Per a 2003 FDIC order, Medallion Bank has been prohibited from (i) entering any new lines of business without prior approval from the FDIC, and (ii) growing the medallion portfolio in excess of certain capital ratios, in effect requiring Medallion Bank to diversify its assets. Furthermore, as a condition to receipt of FDIC insurance, Medallion Bank entered into a capital maintenance agreement with the FDIC requiring it to maintain a 15% leverage ratio (Tier 1 capital to total assets). The Company believes this restriction is higher than required of peer banks and further limits the value of the Company’s investment in Medallion Bank.

 

There is significant uncertainty in the regulatory environment relating to industrial banks through the passage of the Dodd-Frank Act, which imposes a moratorium on new industrial bank charters and industrial bank transfers to certain commercial firms before 2013. Previously, federal legislation has been proposed that could have impaired Medallion Bank’s operating flexibility and hence the value of Medallion Bank.

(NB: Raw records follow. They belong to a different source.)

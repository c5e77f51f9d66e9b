//! Authorization core
//!
//! - `ClaimResolver`: is the caller an admin (claim first, own record second)
//! - `PolicyEvaluator`: allow/deny for every account and order operation
//! - `ownership`: creator stamping and owner-editable order fields
//! - `Document`: null-safe view of a record

mod claims;
mod document;
mod evaluator;
pub mod ownership;

pub use claims::{ClaimResolver, OwnRecordLookup};
pub use document::Document;
pub use evaluator::{
    Decision, DefaultPolicyEvaluator, DenyReason, EvaluationContext, Operation, PolicyEvaluator, RecordType,
};

/// Wire names of the fields the policy inspects.
pub mod fields {
    pub mod account {
        pub const ID: &str = "id";
        pub const EMAIL: &str = "email";
        pub const DISPLAY_NAME: &str = "displayName";
        pub const IS_ADMIN: &str = "isAdmin";
        pub const DISABLED: &str = "disabled";
        pub const DISABLED_AT: &str = "disabledAt";
        pub const DISABLED_BY: &str = "disabledBy";
        pub const CREATED_AT: &str = "createdAt";
        pub const UPDATED_AT: &str = "updatedAt";
    }

    pub mod order {
        pub const ID: &str = "id";
        pub const CREATOR_ID: &str = "creatorId";
        pub const CREATOR_EMAIL: &str = "creatorEmail";
        pub const CREATED_AT: &str = "createdAt";
        pub const UPDATED_AT: &str = "updatedAt";
        pub const STATUS: &str = "status";
        pub const CUSTOMER_NAME: &str = "customerName";
        pub const CUSTOMER_PHONE: &str = "customerPhone";
        pub const CUSTOMER_EMAIL: &str = "customerEmail";
        pub const NOTES: &str = "notes";
    }
}
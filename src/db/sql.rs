/// Projects a boolean column as 0/1, or NULL when the stored value is missing
/// or not an integer flag. Rows written before the column existed, or by
/// older clients that stored text, read back as NULL and are treated as false.
pub fn normalized_flag(col: &str) -> String {
    let alias = col.split('.').last().unwrap_or(col);
    format!(
        "CASE WHEN typeof({c})='integer' AND {c} IN (0, 1) THEN {c} ELSE NULL END as {a}",
        c = col,
        a = alias
    )
}

/// Predicate matching rows whose flag is set to exactly 1.
pub fn flag_is_set(col: &str) -> String {
    format!("(typeof({c})='integer' AND {c} = 1)", c = col)
}

/// Predicate matching rows whose flag is unset, missing or malformed.
pub fn flag_is_clear(col: &str) -> String {
    format!("NOT (typeof({c})='integer' AND {c} = 1)", c = col)
}

pub fn account_columns() -> String {
    format!(
        "id, email, display_name, {}, {}, disabled_at, disabled_by, created_at, updated_at",
        normalized_flag("is_admin"),
        normalized_flag("disabled")
    )
}

pub const ORDER_COLUMNS: &str = "id, creator_id, creator_email, created_at, updated_at, status, \
     customer_name, customer_phone, customer_email, vehicle_model, trim_level, exterior_color, \
     interior_color, option_codes, msrp_cents, selling_price_cents, deposit_cents, notes";
use std::fmt;
use std::str::FromStr;

use chrono::{DateTime, Utc};
use serde::{Deserialize, Serialize};
use utoipa::ToSchema;
use uuid::Uuid;

use crate::errors::AppError;

/// Lifecycle of a tracked vehicle request.
///
/// `FactoryOrder`, `Locate` and `DealerExchange` are the ways an order can
/// start; every one of them moves to `Received` and then `Delivered`.
#[derive(Debug, Clone, Copy, PartialEq, Eq, Hash, Serialize, Deserialize, ToSchema)]
pub enum OrderStatus {
    FactoryOrder,
    Locate,
    DealerExchange,
    Received,
    Delivered,
}

impl OrderStatus {
    pub const INITIAL: [OrderStatus; 3] = [OrderStatus::FactoryOrder, OrderStatus::Locate, OrderStatus::DealerExchange];

    pub fn as_str(&self) -> &'static str {
        match self {
            OrderStatus::FactoryOrder => "FactoryOrder",
            OrderStatus::Locate => "Locate",
            OrderStatus::DealerExchange => "DealerExchange",
            OrderStatus::Received => "Received",
            OrderStatus::Delivered => "Delivered",
        }
    }

    pub fn is_initial(&self) -> bool {
        Self::INITIAL.contains(self)
    }

    pub fn is_terminal(&self) -> bool {
        matches!(self, OrderStatus::Delivered)
    }

    /// Whether `next` is a legal forward step. Staying put is not a step.
    pub fn can_transition_to(&self, next: OrderStatus) -> bool {
        match (self, next) {
            (from, OrderStatus::Received) => from.is_initial(),
            (OrderStatus::Received, OrderStatus::Delivered) => true,
            _ => false,
        }
    }
}

impl Default for OrderStatus {
    fn default() -> Self {
        OrderStatus::FactoryOrder
    }
}

impl fmt::Display for OrderStatus {
    fn fmt(&self, f: &mut fmt::Formatter<'_>) -> fmt::Result {
        f.write_str(self.as_str())
    }
}

impl FromStr for OrderStatus {
    type Err = AppError;

    fn from_str(s: &str) -> Result<Self, Self::Err> {
        match s {
            "FactoryOrder" => Ok(OrderStatus::FactoryOrder),
            "Locate" => Ok(OrderStatus::Locate),
            "DealerExchange" => Ok(OrderStatus::DealerExchange),
            "Received" => Ok(OrderStatus::Received),
            "Delivered" => Ok(OrderStatus::Delivered),
            other => Err(AppError::invalid_argument(format!("unknown order status: {other}"))),
        }
    }
}

#[derive(Debug, Clone, PartialEq, Serialize, Deserialize, ToSchema)]
#[serde(rename_all = "camelCase")]
pub struct Order {
    pub id: Uuid,
    pub creator_id: Uuid,
    pub creator_email: String,
    pub created_at: DateTime<Utc>,
    pub updated_at: DateTime<Utc>,
    pub status: OrderStatus,
    pub customer_name: String,
    pub customer_phone: Option<String>,
    pub customer_email: Option<String>,
    pub vehicle_model: String,
    pub trim_level: Option<String>,
    pub exterior_color: Option<String>,
    pub interior_color: Option<String>,
    #[serde(default)]
    pub option_codes: Vec<String>,
    pub msrp_cents: Option<i64>,
    pub selling_price_cents: Option<i64>,
    pub deposit_cents: Option<i64>,
    pub notes: Option<String>,
}

/// Business fields a client submits; ownership fields are stamped server side.
#[derive(Debug, Clone, Default, Serialize, Deserialize, ToSchema)]
#[serde(rename_all = "camelCase")]
pub struct OrderCreateRequest {
    #[schema(example = "Grace Hopper")]
    pub customer_name: String,
    pub customer_phone: Option<String>,
    pub customer_email: Option<String>,
    #[schema(example = "Model Y")]
    pub vehicle_model: String,
    pub trim_level: Option<String>,
    pub exterior_color: Option<String>,
    pub interior_color: Option<String>,
    #[serde(default)]
    pub option_codes: Vec<String>,
    pub msrp_cents: Option<i64>,
    pub selling_price_cents: Option<i64>,
    pub deposit_cents: Option<i64>,
    pub notes: Option<String>,
    pub status: Option<OrderStatus>,
}

/// Merge patch for an order. Owners may touch the customer fields and
/// notes; status moves are admin only.
#[derive(Debug, Clone, Default, Serialize, Deserialize, ToSchema)]
#[serde(rename_all = "camelCase")]
pub struct OrderPatch {
    pub customer_name: Option<String>,
    pub customer_phone: Option<String>,
    pub customer_email: Option<String>,
    pub notes: Option<String>,
    pub status: Option<OrderStatus>,
}
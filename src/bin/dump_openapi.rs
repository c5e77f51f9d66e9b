use std::fs;

fn main() -> anyhow::Result<()> {
    let path = std::env::args().nth(1).unwrap_or_else(|| "openapi.json".to_string());

    let doc = preorder::docs::build_openapi(8000)?;
    let s = serde_json::to_string_pretty(&doc)?;
    fs::write(&path, s)?;
    println!("wrote {}", path);
    Ok(())
}
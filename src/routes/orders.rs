use axum::body::Bytes;
use axum::extract::{Path, State};
use axum::http::StatusCode;
use axum::Json;
use serde_json::Value;
use uuid::Uuid;

use crate::app::AppState;
use crate::authz::Document;
use crate::errors::AppResult;
use crate::jwt::AuthUser;
use crate::models::order::{Order, OrderCreateRequest, OrderPatch};
use crate::utils::parse_json_body;

#[utoipa::path(
    get,
    path = "/orders",
    tag = "Orders",
    responses((status = 200, description = "Own orders, or every order for admins", body = [Order])),
    security(("bearerAuth" = []))
)]
pub async fn list_orders(State(state): State<AppState>, auth: AuthUser) -> AppResult<Json<Vec<Order>>> {
    let orders = state.records.list_orders(&auth).await?;
    Ok(Json(orders))
}

#[utoipa::path(
    post,
    path = "/orders",
    tag = "Orders",
    request_body = OrderCreateRequest,
    responses(
        (status = 201, description = "Order created", body = Order),
        (status = 400, description = "Malformed order"),
        (status = 403, description = "Not permitted")
    ),
    security(("bearerAuth" = []))
)]
pub async fn create_order(
    State(state): State<AppState>,
    auth: AuthUser,
    body: Bytes,
) -> AppResult<(StatusCode, Json<Order>)> {
    let request: OrderCreateRequest = parse_json_body(&body)?;
    let order = state.records.create_order(&auth, &request).await?;
    Ok((StatusCode::CREATED, Json(order)))
}

#[utoipa::path(
    get,
    path = "/orders/{id}",
    tag = "Orders",
    params(("id" = Uuid, Path, description = "Order id")),
    responses(
        (status = 200, description = "Order detail", body = Order),
        (status = 403, description = "Not permitted"),
        (status = 404, description = "Order not found")
    ),
    security(("bearerAuth" = []))
)]
pub async fn get_order(
    State(state): State<AppState>,
    auth: AuthUser,
    Path(id): Path<Uuid>,
) -> AppResult<Json<Order>> {
    let order = state.records.get_order(&auth, id).await?;
    Ok(Json(order))
}

#[utoipa::path(
    put,
    path = "/orders/{id}",
    tag = "Orders",
    params(("id" = Uuid, Path, description = "Order id")),
    request_body = OrderPatch,
    responses(
        (status = 200, description = "Order updated", body = Order),
        (status = 403, description = "Not permitted"),
        (status = 404, description = "Order not found")
    ),
    security(("bearerAuth" = []))
)]
pub async fn update_order(
    State(state): State<AppState>,
    auth: AuthUser,
    Path(id): Path<Uuid>,
    body: Bytes,
) -> AppResult<Json<Order>> {
    let patch = Document::from_value(parse_json_body::<Value>(&body)?)?;
    let order = state.records.update_order(&auth, id, patch).await?;
    Ok(Json(order))
}

#[utoipa::path(
    delete,
    path = "/orders/{id}",
    tag = "Orders",
    params(("id" = Uuid, Path, description = "Order id")),
    responses(
        (status = 204, description = "Order deleted"),
        (status = 403, description = "Not permitted"),
        (status = 404, description = "Order not found")
    ),
    security(("bearerAuth" = []))
)]
pub async fn delete_order(
    State(state): State<AppState>,
    auth: AuthUser,
    Path(id): Path<Uuid>,
) -> AppResult<StatusCode> {
    state.records.delete_order(&auth, id).await?;
    Ok(StatusCode::NO_CONTENT)
}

The proposed legislation would have (i) provided more regulatory oversight over Medallion Bank’s parent and affiliates, (ii) limited the Company’s ability to either sell Medallion Bank, or change its ownership group, and (iii) if Medallion Bank was chartered after September 30, 2003, restrict the development of new business ventures.

 

Medallion Bank’s primary value to the Company is derived from its ability to lower the price at which the Company obtains funds for making investments in its portfolio companies and its earnings which cannot be duplicated by any other current or foreseen investment opportunity. Replacing this stream would be very difficult. As a result, the Company does not have any current intention to dispose of its investment in Medallion Bank.

 

All of the Medallion loans and commercial loans originated by Medallion Bank are referred to Medallion Bank by the Company. The Company maintains the entire origination and servicing platform for these loans and reserves the right to no longer refer loans to Medallion Bank without notice. Because the Company typically services all of these loans, Medallion Bank does not have direct contact with these borrowers or an appropriate platform to conduct this business.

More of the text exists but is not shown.